=== What this task involves ===
Only lines containing the word "const" are needed; pull them out of the material.

=== Dataset entries ===
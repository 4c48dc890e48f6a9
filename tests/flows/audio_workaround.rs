// Channel-layout retry policy and loudness normalization through the pipeline

use crate::common::{FakeProbe, FakeTranscoder, Harness, Rule, pass2, stream};
use clipfit::engine::{FitError, MixdownMode, RenderState};

const LAYOUT_DEFECT: &str = "[libopus @ 0x55d0c] Invalid channel layout 5.1(side) for specified mapping family -1.\n\
Error while opening encoder for output stream #0:0";

fn surround_probe() -> FakeProbe {
    FakeProbe {
        audio: Some(vec![stream(Some("5.1(side)"), None)]),
        ..FakeProbe::hd(60.0)
    }
}

fn harness() -> Harness {
    let mut h = Harness::new();
    h.opts.mixdown = MixdownMode::SameAsSource;
    h
}

#[test]
fn test_known_defect_retries_once_with_remap() {
    let h = harness();
    let fake = FakeTranscoder::new().rule(Rule::on("-vn").fail(LAYOUT_DEFECT).once());

    let outcome = h.run(&fake, &surround_probe()).unwrap();
    let audio = outcome.audio.unwrap();
    assert_eq!(audio.channel_workaround.as_deref(), Some("5.1"));
    assert_eq!(
        audio.states,
        vec![
            RenderState::Rendering,
            RenderState::FailedKnownDefect,
            RenderState::RenderingWithWorkaround,
            RenderState::Success,
        ]
    );

    let renders: Vec<String> = fake
        .rendered()
        .into_iter()
        .filter(|c| c.contains("-vn"))
        .collect();
    assert_eq!(renders.len(), 2);
    assert!(!renders[0].contains("aformat"));
    assert!(renders[1].contains("-af aformat=channel_layouts=5.1"));

    // the final encode repeats the remap so it matches the measured size
    assert!(pass2(&fake).contains("-af aformat=channel_layouts=5.1"));
}

#[test]
fn test_second_defect_is_fatal() {
    let h = harness();
    let fake = FakeTranscoder::new().rule(Rule::on("-vn").fail(LAYOUT_DEFECT));

    let err = h.run(&fake, &surround_probe()).unwrap_err();
    match err {
        FitError::EncodeFailure { stage, command, .. } => {
            assert_eq!(stage, "audio render (layout workaround)");
            assert!(command.contains("aformat=channel_layouts=5.1"));
        }
        other => panic!("unexpected error: {other}"),
    }
    assert_eq!(fake.count_matching("-vn"), 2);
    assert_eq!(fake.count_matching("-pass"), 0);
}

#[test]
fn test_other_audio_failures_are_not_retried() {
    let h = harness();
    let fake = FakeTranscoder::new().rule(Rule::on("-vn").fail("Invalid data found when processing input"));

    let err = h.run(&fake, &surround_probe()).unwrap_err();
    assert!(matches!(err, FitError::EncodeFailure { ref stage, .. } if stage == "audio render"));
    assert_eq!(fake.count_matching("-vn"), 1);
}

#[test]
fn test_unmapped_layout_is_unsupported() {
    let h = harness();
    let probe = FakeProbe {
        audio: Some(vec![stream(Some("hexagonal"), None)]),
        ..FakeProbe::hd(60.0)
    };
    let fake = FakeTranscoder::new().rule(Rule::on("-vn").fail(LAYOUT_DEFECT));

    let err = h.run(&fake, &probe).unwrap_err();
    assert!(matches!(err, FitError::UnsupportedLayout { ref layout } if layout == "hexagonal"));
    assert_eq!(fake.count_matching("-vn"), 1);
}

const LOUDNORM_OUTPUT: &str = r#"[Parsed_loudnorm_0 @ 0x5581] 
{
	"input_i" : "-27.61",
	"input_tp" : "-4.47",
	"input_lra" : "18.06",
	"input_thresh" : "-39.20",
	"output_i" : "-16.58",
	"output_tp" : "-1.50",
	"output_lra" : "14.78",
	"output_thresh" : "-27.71",
	"normalization_type" : "dynamic",
	"target_offset" : "0.58"
}"#;

#[test]
fn test_normalization_replaces_measured_size() {
    let mut h = Harness::new();
    h.opts.normalize = true;
    let fake = FakeTranscoder::new()
        .rule(Rule::on("loudnorm=print_format=json").stderr(LOUDNORM_OUTPUT))
        .rule(Rule::on("audio.normalized.opus").writes(80 * 1024));

    let outcome = h.run(&fake, &FakeProbe::hd(60.0)).unwrap();
    let audio = outcome.audio.unwrap();
    assert_eq!(audio.measured_bytes, 80 * 1024);
    assert_eq!(outcome.budget.audio_bytes, 80 * 1024);
    assert!(audio.rendered_path.ends_with("audio.normalized.opus"));
    assert_eq!(audio.normalization.unwrap().input_i, "-27.61");

    assert!(pass2(&fake).contains(
        "loudnorm=linear=true:measured_I=-27.61:measured_LRA=18.06:measured_tp=-4.47:measured_thresh=-39.20"
    ));
}

#[test]
fn test_unparseable_loudness_skips_normalization() {
    let mut h = Harness::new();
    h.opts.normalize = true;
    let fake = FakeTranscoder::new().rule(Rule::on("loudnorm=print_format=json").stderr("no json here"));

    let outcome = h.run(&fake, &FakeProbe::hd(60.0)).unwrap();
    let audio = outcome.audio.unwrap();
    assert!(audio.normalization.is_none());
    assert_eq!(fake.count_matching("audio.normalized"), 0);
    assert!(!pass2(&fake).contains("loudnorm"));
}

#[test]
fn test_music_mode_never_normalizes() {
    let mut h = Harness::new();
    h.opts.normalize = true;
    h.opts.music_mode = true;
    let fake = FakeTranscoder::new();

    let outcome = h.run(&fake, &FakeProbe::hd(60.0)).unwrap();
    assert_eq!(outcome.audio.unwrap().bitrate_kbps, 128);
    assert_eq!(fake.count_matching("loudnorm"), 0);
}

=== Response ===
const LAYOUT_DEFECT: &str = "[libopus @ 0x55d0c] Invalid channel layout 5.1(side) for specified mapping family -1.\n\
const LOUDNORM_OUTPUT: &str = r#"[Parsed_loudnorm_0 @ 0x5581] 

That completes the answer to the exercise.